M. Jolin-Barrette : ...Mme la Présidente, c'est une question de
directive et de règlement. Et je vous l'ai mentionné au début de mon intervention, donc j'aimerais que
vous me confirmiez que je suis sur mon temps de demande pour le
règlement.
La
Présidente (Mme Rotiroti) : Oui. Je vous fais remarquer
que la présidence a rendu sa décision, alors vous êtes libre de discuter de votre sous-amendement
sans problème. Vous avez le temps, vous avez 20 minutes pour parler de
votre sous-amendement. Sinon, je pourrais céder la parole à un autre
intervenant.
M. Jolin-Barrette : ...question de règlement, Mme la Présidente.
Est-ce que la Commission des institutions va statuer la recevabilité sous-amendement par sous-amendement et va
l'analyser à la lumière de chacun des sous-amendements?
La
Présidente (Mme Rotiroti) : Oui, toujours, M. le député de
Borduas. Chaque sous-amendement est analysé sur la recevabilité, oui,
effectivement, puis ce n'est pas nouveau, ça.
M. Jolin-Barrette :
Bien, je vous en remercie, Mme la Présidente.
La
Présidente (Mme Rotiroti) : Ça me fait plaisir. Alors,
est-ce que vous voulez continuer sur votre sous-amendement ou est-ce que
je peux céder la parole à un autre collègue?
M. Jolin-Barrette :
...céder la parole...
La Présidente
(Mme Rotiroti) : Parfait. On va revenir à vous, M. le
député d'Ungava.
M.
Boucher : Alors, Mme la Présidente, si on lit le sous-amendement
présenté par M. le député de Borduas, et non pas d'Ungava — ça me
fait penser à la chanson dans laquelle on dit «visa le noir, tua le
blanc» — ce
sous-amendement-là proposé n'augmente pas les pouvoirs du Directeur
général des élections, il les restreint, en ce sens que, si vous lisez attentivement le sous-amendement... Puis je vais
vous le lire, qu'on l'analyse comme il faut ensemble pour que tout le monde le comprenne de la même façon : «Malgré
le premier alinéa — on parle
du premier alinéa de l'article 32, ça, c'est bien — la connaissance par le Directeur général des
élections d'une information relative à toute contribution ou partie de contribution qui a été faite en contravention aux
articles 5, 29 et 31 [pour] la période comprise entre 1996 et 2015 débute
avec la sanction de la présente loi...»
Si vous arrêtez de lire
là, Mme la Présidente, ça, ce que ça veut dire textuellement, c'est...

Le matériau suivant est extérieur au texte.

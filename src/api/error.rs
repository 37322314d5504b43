//! API error types with structured JSON responses.

use axum::http::StatusCode;
use axum::response::{IntoResponse, Response};
use axum::Json;
use serde::Serialize;

/// Structured error response body for the dashboard frontend.
#[derive(Debug, Serialize)]
pub struct ErrorBody {
    pub error: ErrorDetail,
}

#[derive(Debug, Serialize)]
pub struct ErrorDetail {
    pub code: &'static str,
    pub message: String,
}

/// API-level errors with HTTP status mapping.
#[derive(Debug, thiserror::Error)]
pub enum ApiError {
    #[error("Invalid request: {0}")]
    BadRequest(String),
    #[error("Not found: {0}")]
    NotFound(String),
    #[error("No displayable image for this document")]
    NoImage,
    #[error("Internal error: {0}")]
    Internal(String),
}

impl IntoResponse for ApiError {
    fn into_response(self) -> Response {
        let (status, code, message) = match &self {
            ApiError::BadRequest(detail) => {
                (StatusCode::BAD_REQUEST, "BAD_REQUEST", detail.clone())
            }
            ApiError::NotFound(detail) => (StatusCode::NOT_FOUND, "NOT_FOUND", detail.clone()),
            ApiError::NoImage => (
                StatusCode::NOT_FOUND,
                "NO_IMAGE",
                "No displayable image for this document".to_string(),
            ),
            ApiError::Internal(detail) => {
                tracing::error!(detail, "API internal error");
                (
                    StatusCode::INTERNAL_SERVER_ERROR,
                    "INTERNAL",
                    "An internal error occurred".to_string(),
                )
            }
        };

        let body = ErrorBody {
            error: ErrorDetail { code, message },
        };
        (status, Json(body)).into_response()
    }
}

Supposons qu'une infraction, peu importe par
quel parti politique, aurait été commise en 2014, puis le Directeur général des
élections en aurait eu connaissance
en 2017 parce qu'il a fait une enquête puis il a découvert ça ou peu importe la
raison, bien, ça vient remettre la connaissance au moment de la sanction
du projet de loi. C'est ça que ça dit. Donc, ça n'augmente pas la prescription,
ça la diminue. Puis après ça, si on continuait à lire, «même si le Directeur
général des élections avait eu connaissance du fait», ça, on parle d'autre
chose, on vient ajouter.
Donc,
présentement, les gens de la CAQ, bon, s'échinent et s'ingénient à essayer de
convaincre, par toutes les façons
possibles et impossibles, de dire qu'il y a un trou béant grand comme la terre
dans le projet de loi, puis il faut le bloquer,
sinon ce sera la fin du monde. Bien, avec ce sous-amendement-là, je vous
soumets que non seulement ils n'atteignent pas leur but, mais ils
viennent réduire la portée du premier alinéa de l'article 32.
La
Présidente (Mme Rotiroti) :
Merci, M. le député d'Ungava. Y a-t-il d'autres intervenants? Oui, M. le député
de Borduas.
M. Jolin-Barrette : Oui,
certainement, Mme la Présidente. Vous savez, j'ai bien entendu les propos de
mon collègue d'Ungava et je vous dirais, Mme
la Présidente, que son interprétation, ce n'est pas l'interprétation que j'en
fais, et je serais prêt, Mme la Présidente, à ce qu'on travaille
ensemble pour avoir le meilleur libellé possible.
Ceci étant
dit, je n'ai pas vu beaucoup d'actions positives de la part de la partie
gouvernementale pour nous aider à
bonifier et à arriver au meilleur amendement possible pour viser l'objectif.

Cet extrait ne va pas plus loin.